扉を乱暴に開けた女子は意外と冷静で、俺に小声で尋ねてきた。
「知り合いか?」
「いや」
「大変だな。あと、あんたの席は一つ前だ。よろしく」
「あ、ああ。ありがとう」
彼女のことを聡明だと見直しながら、こそこそと前の席に移動した。
彼女は妹子ちゃんと挨拶をしたので友達なのだろう。
「――ということですの。分かりましたこと? あなただけでなく、そこのあなたも。なぜ都靄様に嘘を吐くのですか」
金髪女子はどうやら話し続けていて、僕たちが席に着いたことに気付いていないようだった。それになぜか妹子ちゃんを指で差している。
それになぜ俺の呼び方が都靄様なんだよ。吐気がする。
「城ヶ崎浜三日月子さん、独壇は構いませんが、遅刻扱いになりますよ」
先生が言うが、それは嘘だ。すぐに分かる嘘だ。それに、そんなことよりも猫の方は気にならないのだろうか。

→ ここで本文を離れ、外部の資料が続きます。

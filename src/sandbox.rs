use std::sync::atomic::{AtomicUsize, Ordering};
use std::sync::Arc;
use std::time::Instant;

use thiserror::Error;
use tokio::sync::mpsc;
use tokio::task::JoinHandle;

use crate::classify;
use crate::model::{DnsServerRecord, LeakTestResult};
use crate::orchestrator::run_probe_sequence;
use crate::transport::{LeakTestConfig, ProbeTransport};

/// Events relayed from the isolated probe context back to the host.
#[derive(Debug)]
pub enum ProbeEvent {
	/// A new resolver was detected; zero or more per run
	ServerDetected(DnsServerRecord),
	/// Terminal event, exactly one per run
	TestCompleted(LeakTestResult),
}

/// Failure of the isolation mechanism itself. Distinct from probe
/// failures, which the orchestrator absorbs.
#[derive(Debug, Error)]
pub enum SandboxError {
	#[error("isolated probe context produced no result within {0:?}")]
	Timeout(std::time::Duration),
	#[error("isolated probe context closed before completing")]
	ContextClosed,
}

/// Host-side callback invoked as each resolver is detected.
pub type ServerCallback = Arc<dyn Fn(&DnsServerRecord) + Send + Sync>;

/// Tears the isolated context down on every exit path, including
/// cancellation of the host future itself.
struct ContextGuard {
	handle: JoinHandle<()>,
	active: Arc<AtomicUsize>,
}

impl Drop for ContextGuard {
	fn drop(&mut self) {
		self.handle.abort();
		self.active.fetch_sub(1, Ordering::SeqCst);
	}
}

/// Run the full probe-and-parse sequence in an isolated execution context.
///
/// The sequence runs on a detached task; the only coupling to the host is
/// the typed event channel. The host relays `ServerDetected` events to the
/// callback and resolves on `TestCompleted`. If no terminal event arrives
/// within the overall run timeout, or the context dies without one, the
/// host fails with a typed error and the context is torn down. The
/// `active` counter tracks live contexts so callers can verify teardown.
pub(crate) async fn run_isolated<T: ProbeTransport>(
	transport: Arc<T>,
	config: LeakTestConfig,
	on_server: Option<ServerCallback>,
	active: Arc<AtomicUsize>,
) -> Result<LeakTestResult, SandboxError> {
	let (tx, mut rx) = mpsc::unbounded_channel();
	let run_timeout = config.run_timeout;

	active.fetch_add(1, Ordering::SeqCst);
	let handle = tokio::spawn(async move {
		let started = Instant::now();
		let servers = run_probe_sequence(&*transport, &config, |server| {
			let _ = tx.send(ProbeEvent::ServerDetected(server.clone()));
		})
		.await;
		let result = classify::finalize(
			servers,
			config.expected_location.as_ref(),
			started.elapsed(),
		);
		let _ = tx.send(ProbeEvent::TestCompleted(result));
	});
	let _guard = ContextGuard { handle, active };

	let deadline = Instant::now() + run_timeout;
	loop {
		let remaining = deadline.saturating_duration_since(Instant::now());
		match tokio::time::timeout(remaining, rx.recv()).await {
			Ok(Some(ProbeEvent::ServerDetected(server))) => {
				if let Some(callback) = &on_server {
					callback(&server);
				}
			}
			Ok(Some(ProbeEvent::TestCompleted(result))) => return Ok(result),
			Ok(None) => return Err(SandboxError::ContextClosed),
			Err(_) => return Err(SandboxError::Timeout(run_timeout)),
		}
	}
}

だが、城ヶ崎浜三日月子と呼ばれた長い名前の女子は素直に席に戻っていった。その時、俺を見て顔を赤らめた気がしたが、気のせいだろう。三回も女子に顔を赤らめられて嫌ではなかったが、その理由が分からない内は早急に判断を下すべきではなく、また行動すべきではないだろう。
そう考え、そして今度は放課後どうするかを考えた。